This patch series extends guest_memfd with the ability to remove its
memory from the host kernel's direct map, to be able to attain the above
protection for KVM guests running inside guest_memfd.
=== Changes to RFC v3 ===
- Settle relationship between direct map removal and shared/private
memory in guest_memfd (David H.)
- Omit TLB flushes upon direct map removal again
- Settle uABI for how KVM accesses guest memory in non-CoCo guest_memfd
VMs (upstream guest_memfd calls)
- Add selftests that exercise the codepaths of non-CoCo guest_memfd VMs
Lastly, this series is rebased on top of Fuad's v4 for shared mapping of
guest_memfd [2]. The KVM parts should also apply on top of 0ad2507d5d93
("Linux 6.14-rc3"), but the selftest patches need Fuad's series as base.
=== Overview ===
guest_memfd should be usable for "non-CoCo" VMs - virtual machines where
host userspace is trusted (e.g. can have access to all of guest memory),
but which should still be hardened against speculative execution attacks
(Spectre, etc.) staged through potentially existing gadgets in the host
kernel.
To attain this hardening, unmap guest memory from the host kernels
address space (e.g. zap direct map entries), while allowing KVM to
continue accessing guest memory through userspace mappings. This works
because KVM already almost always uses userspace mappings whenever KVM
needs to access guest memory - the only parts that require direct map
entries (because they use GUP) are KVM's MMU, and kvm-clock on x86.

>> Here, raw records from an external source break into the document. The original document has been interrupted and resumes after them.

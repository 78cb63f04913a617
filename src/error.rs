use std::path::PathBuf;

use thiserror::Error;

/// Unified error type for git-release operations
#[derive(Error, Debug)]
pub enum ReleaseError {
    #[error("Not a git repository: {}", .0.display())]
    NotARepository(PathBuf),

    #[error("Manifest not found: {}", .0.display())]
    ManifestNotFound(PathBuf),

    #[error("Working tree has uncommitted changes; commit or stash them first")]
    DirtyWorkingTree,

    #[error("Manifest has no \"version\" field")]
    MissingVersion,

    #[error("Version parsing error: {0}")]
    Version(String),

    #[error("Manifest error: {0}")]
    Manifest(String),

    #[error("Command `{command}` failed: {stderr}")]
    Command { command: String, stderr: String },

    #[error("Configuration error: {0}")]
    Config(String),

    #[error("I/O error: {0}")]
    Io(#[from] std::io::Error),

    #[error("JSON error: {0}")]
    Json(#[from] serde_json::Error),
}

/// Convenience type alias for Results in git-release
pub type Result<T> = std::result::Result<T, ReleaseError>;

impl ReleaseError {
    /// Create a configuration error with context
    pub fn config(msg: impl Into<String>) -> Self {
        ReleaseError::Config(msg.into())
    }

    /// Create a version error with context
    pub fn version(msg: impl Into<String>) -> Self {
        ReleaseError::Version(msg.into())
    }

    /// Create a manifest error with context
    pub fn manifest(msg: impl Into<String>) -> Self {
        ReleaseError::Manifest(msg.into())
    }

    /// Create a failed-command error carrying the command's stderr
    pub fn command(command: impl Into<String>, stderr: impl Into<String>) -> Self {
        ReleaseError::Command {
            command: command.into(),
            stderr: stderr.into(),
        }
    }
}

#[cfg(test)]
mod tests {
    use super::*;

    #[test]
    fn test_error_display() {
        let err = ReleaseError::config("test config issue");
        assert_eq!(err.to_string(), "Configuration error: test config issue");
    }

    #[test]
    fn test_error_from_io() {
        let io_err = std::io::Error::new(std::io::ErrorKind::NotFound, "file not found");
        let err: ReleaseError = io_err.into();
        assert!(err.to_string().contains("I/O error"));
    }

    #[test]
    fn test_error_from_json() {
        let json_err = serde_json::from_str::<serde_json::Value>("{").unwrap_err();
        let err: ReleaseError = json_err.into();
        assert!(err.to_string().starts_with("JSON error"));
    }

    #[test]
    fn test_path_variants_show_path() {
        let err = ReleaseError::NotARepository(PathBuf::from("/tmp/not-git"));
        assert_eq!(err.to_string(), "Not a git repository: /tmp/not-git");

        let err = ReleaseError::ManifestNotFound(PathBuf::from("/tmp/x/package.json"));
        assert_eq!(err.to_string(), "Manifest not found: /tmp/x/package.json");
    }

    #[test]
    fn test_command_error_includes_stderr() {
        let err = ReleaseError::command("git push --tags", "remote rejected");
        let msg = err.to_string();
        assert!(msg.contains("git push --tags"));
        assert!(msg.contains("remote rejected"));
    }

    #[test]
    fn test_error_messages_are_descriptive() {
        let error_pairs = vec![
            (ReleaseError::config("x"), "Configuration error"),
            (ReleaseError::version("x"), "Version parsing error"),
            (ReleaseError::manifest("x"), "Manifest error"),
            (ReleaseError::MissingVersion, "Manifest has no"),
            (ReleaseError::DirtyWorkingTree, "Working tree has uncommitted"),
        ];

        for (err, expected_prefix) in error_pairs {
            let msg = err.to_string();
            assert!(
                msg.starts_with(expected_prefix),
                "Error message should start with '{}', but got '{}'",
                expected_prefix,
                msg
            );
        }
    }
}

Building on top of guest_memfd sidesteps the MMU problem, as for
memslots with KVM_MEM_GUEST_MEMFD set, the MMU consumes fd + offset
directly without going through any VMAs. kvm-clock on the other hand is
not strictly needed (guests boot fine without it), so ignore it for
now.
=== Implementation ===
Make KVM_CREATE_GUEST_MEMFD accept a flag (KVM_GMEM_NO_DIRECT_MAP) that
instructs it to remove newly allocated folios from the host kernels
direct map immediately after preparation.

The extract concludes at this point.